■ **Activity**
The listing below is to be copied in full, line by line.

::::

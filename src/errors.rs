//! Error mapping guide:
//! - Map a failed child to its own exit code (128+signal when it was killed).
//! - Map io::ErrorKind::NotFound on spawn to exit code 127; all others to 1.
//! - Keep Display texts short and actionable: always name the project, env or path involved.
use std::io;
use std::path::PathBuf;
use std::process::ExitStatus;

use thiserror::Error;

/// Map an io::Error to a process exit code:
/// - 127 for NotFound (command not found)
/// - 1 for all other errors
pub fn exit_code_for_io_error(e: &io::Error) -> u8 {
    if e.kind() == io::ErrorKind::NotFound {
        127
    } else {
        1
    }
}

/// Coarse classification used by callers that only care about the failure family.
#[derive(Copy, Clone, PartialEq, Eq, Debug)]
pub enum ErrorKind {
    NotFound,
    FileError,
    InvalidArgument,
    Config,
    Subprocess,
}

#[derive(Debug, Error)]
pub enum MenvError {
    #[error("project {0:?} not found")]
    ProjectNotFound(String),

    #[error("environment {env:?} not found in project {project:?}")]
    EnvNotFound { project: String, env: String },

    #[error(
        "could not detect project from current directory; specify a project name or cd into a project path"
    )]
    ProjectNotDetected,

    #[error("project {0:?} already exists")]
    ProjectExists(String),

    #[error("environment {env:?} already exists in project {project:?}")]
    EnvExists { project: String, env: String },

    #[error("{0}")]
    InvalidArgument(String),

    #[error("failed to load env file {}", path.display())]
    EnvFile {
        path: PathBuf,
        #[source]
        source: io::Error,
    },

    #[error("failed to read config file {}", path.display())]
    ConfigRead {
        path: PathBuf,
        #[source]
        source: io::Error,
    },

    #[error("failed to parse config file {}", path.display())]
    ConfigParse {
        path: PathBuf,
        #[source]
        source: serde_yaml::Error,
    },

    #[error("failed to write config file {}", path.display())]
    ConfigWrite {
        path: PathBuf,
        #[source]
        source: io::Error,
    },

    #[error("failed to serialize config")]
    ConfigSerialize(#[source] serde_yaml::Error),

    #[error("could not determine home directory; pass --config or set MENV_CONFIG")]
    NoConfigPath,

    #[error("failed to start {program} in {}", dir.display())]
    Spawn {
        program: String,
        dir: PathBuf,
        #[source]
        source: io::Error,
    },

    #[error("command failed: {0}")]
    CommandFailed(ExitStatus),
}

impl MenvError {
    pub fn invalid(msg: impl Into<String>) -> Self {
        MenvError::InvalidArgument(msg.into())
    }

    pub fn kind(&self) -> ErrorKind {
        match self {
            MenvError::ProjectNotFound(_)
            | MenvError::EnvNotFound { .. }
            | MenvError::ProjectNotDetected => ErrorKind::NotFound,
            MenvError::EnvFile { .. } => ErrorKind::FileError,
            MenvError::InvalidArgument(_)
            | MenvError::ProjectExists(_)
            | MenvError::EnvExists { .. } => ErrorKind::InvalidArgument,
            MenvError::ConfigRead { .. }
            | MenvError::ConfigParse { .. }
            | MenvError::ConfigWrite { .. }
            | MenvError::ConfigSerialize(_)
            | MenvError::NoConfigPath => ErrorKind::Config,
            MenvError::Spawn { .. } | MenvError::CommandFailed(_) => ErrorKind::Subprocess,
        }
    }

    /// True when the config file itself is missing (the user probably never ran `menv init`).
    pub fn is_missing_config(&self) -> bool {
        matches!(self, MenvError::ConfigRead { source, .. } if source.kind() == io::ErrorKind::NotFound)
    }

    /// Process exit code for this error.
    pub fn exit_code(&self) -> u8 {
        match self {
            MenvError::CommandFailed(status) => exit_code_for_status(status),
            MenvError::Spawn { source, .. } => exit_code_for_io_error(source),
            _ => 1,
        }
    }
}

/// Exit code to propagate for a finished child: its own code, or 128+signal on unix.
pub fn exit_code_for_status(status: &ExitStatus) -> u8 {
    if let Some(code) = status.code() {
        // Exit codes outside u8 (Windows) collapse to a generic failure.
        return u8::try_from(code).unwrap_or(1);
    }
    #[cfg(unix)]
    {
        use std::os::unix::process::ExitStatusExt;
        if let Some(sig) = status.signal() {
            return 128u8.saturating_add(u8::try_from(sig).unwrap_or(0));
        }
    }
    1
}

::::

■ **Answer space**
filename src/errors.rs
//! Error mapping guide:
//! - Map a failed child to its own exit code (128+signal when it was killed).
//! - Map io::ErrorKind::NotFound on spawn to exit code 127; all others to 1.
//! - Keep Display texts short and actionable: always name the project, env or path involved.
use std::io;
use std::path::PathBuf;
use std::process::ExitStatus;

use thiserror::Error;

/// Map an io::Error to a process exit code:
/// - 127 for NotFound (command not found)
/// - 1 for all other errors
pub fn exit_code_for_io_error(e: &io::Error) -> u8 {
    if e.kind() == io::ErrorKind::NotFound {
        127
    } else {
        1
    }
}

/// Coarse classification used by callers that only care about the failure family.
#[derive(Copy, Clone, PartialEq, Eq, Debug)]
pub enum ErrorKind {
    NotFound,
    FileError,
    InvalidArgument,
    Config,
    Subprocess,
}

#[derive(Debug, Error)]
pub enum MenvError {
    #[error("project {0:?} not found")]
    ProjectNotFound(String),

    #[error("environment {env:?} not found in project {project:?}")]
    EnvNotFound { project: String, env: String },

    #[error(
        "could not detect project from current directory; specify a project name or cd into a project path"
    )]
    ProjectNotDetected,

    #[error("project {0:?} already exists")]
    ProjectExists(String),

    #[error("environment {env:?} already exists in project {project:?}")]
    EnvExists { project: String, env: String },

    #[error("{0}")]
    InvalidArgument(String),

    #[error("failed to load env file {}", path.display())]
    EnvFile {
        path: PathBuf,
        #[source]
        source: io::Error,
    },

    #[error("failed to read config file {}", path.display())]
    ConfigRead {
        path: PathBuf,
        #[source]
        source: io::Error,
    },

    #[error("failed to parse config file {}", path.display())]
    ConfigParse {
        path: PathBuf,
        #[source]
        source: serde_yaml::Error,
    },

    #[error("failed to write config file {}", path.display())]
    ConfigWrite {
        path: PathBuf,
        #[source]
        source: io::Error,
    },

    #[error("failed to serialize config")]
    ConfigSerialize(#[source] serde_yaml::Error),

    #[error("could not determine home directory; pass --config or set MENV_CONFIG")]
    NoConfigPath,

    #[error("failed to start {program} in {}", dir.display())]
    Spawn {
        program: String,
        dir: PathBuf,
        #[source]
        source: io::Error,
    },

    #[error("command failed: {0}")]
    CommandFailed(ExitStatus),
}

impl MenvError {
    pub fn invalid(msg: impl Into<String>) -> Self {
        MenvError::InvalidArgument(msg.into())
    }

    pub fn kind(&self) -> ErrorKind {
        match self {
            MenvError::ProjectNotFound(_)
            | MenvError::EnvNotFound { .. }
            | MenvError::ProjectNotDetected => ErrorKind::NotFound,
            MenvError::EnvFile { .. } => ErrorKind::FileError,
            MenvError::InvalidArgument(_)
            | MenvError::ProjectExists(_)
            | MenvError::EnvExists { .. } => ErrorKind::InvalidArgument,
            MenvError::ConfigRead { .. }
            | MenvError::ConfigParse { .. }
            | MenvError::ConfigWrite { .. }
            | MenvError::ConfigSerialize(_)
            | MenvError::NoConfigPath => ErrorKind::Config,
            MenvError::Spawn { .. } | MenvError::CommandFailed(_) => ErrorKind::Subprocess,
        }
    }

    /// True when the config file itself is missing (the user probably never ran `menv init`).
    pub fn is_missing_config(&self) -> bool {
        matches!(self, MenvError::ConfigRead { source, .. } if source.kind() == io::ErrorKind::NotFound)
    }

    /// Process exit code for this error.
    pub fn exit_code(&self) -> u8 {
        match self {
            MenvError::CommandFailed(status) => exit_code_for_status(status),
            MenvError::Spawn { source, .. } => exit_code_for_io_error(source),
            _ => 1,
        }
    }
}

/// Exit code to propagate for a finished child: its own code, or 128+signal on unix.
pub fn exit_code_for_status(status: &ExitStatus) -> u8 {
    if let Some(code) = status.code() {
        // Exit codes outside u8 (Windows) collapse to a generic failure.
        return u8::try_from(code).unwrap_or(1);
    }
    #[cfg(unix)]
    {
        use std::os::unix::process::ExitStatusExt;
        if let Some(sig) = status.signal() {
            return 128u8.saturating_add(u8::try_from(sig).unwrap_or(0));
        }
    }
    1
}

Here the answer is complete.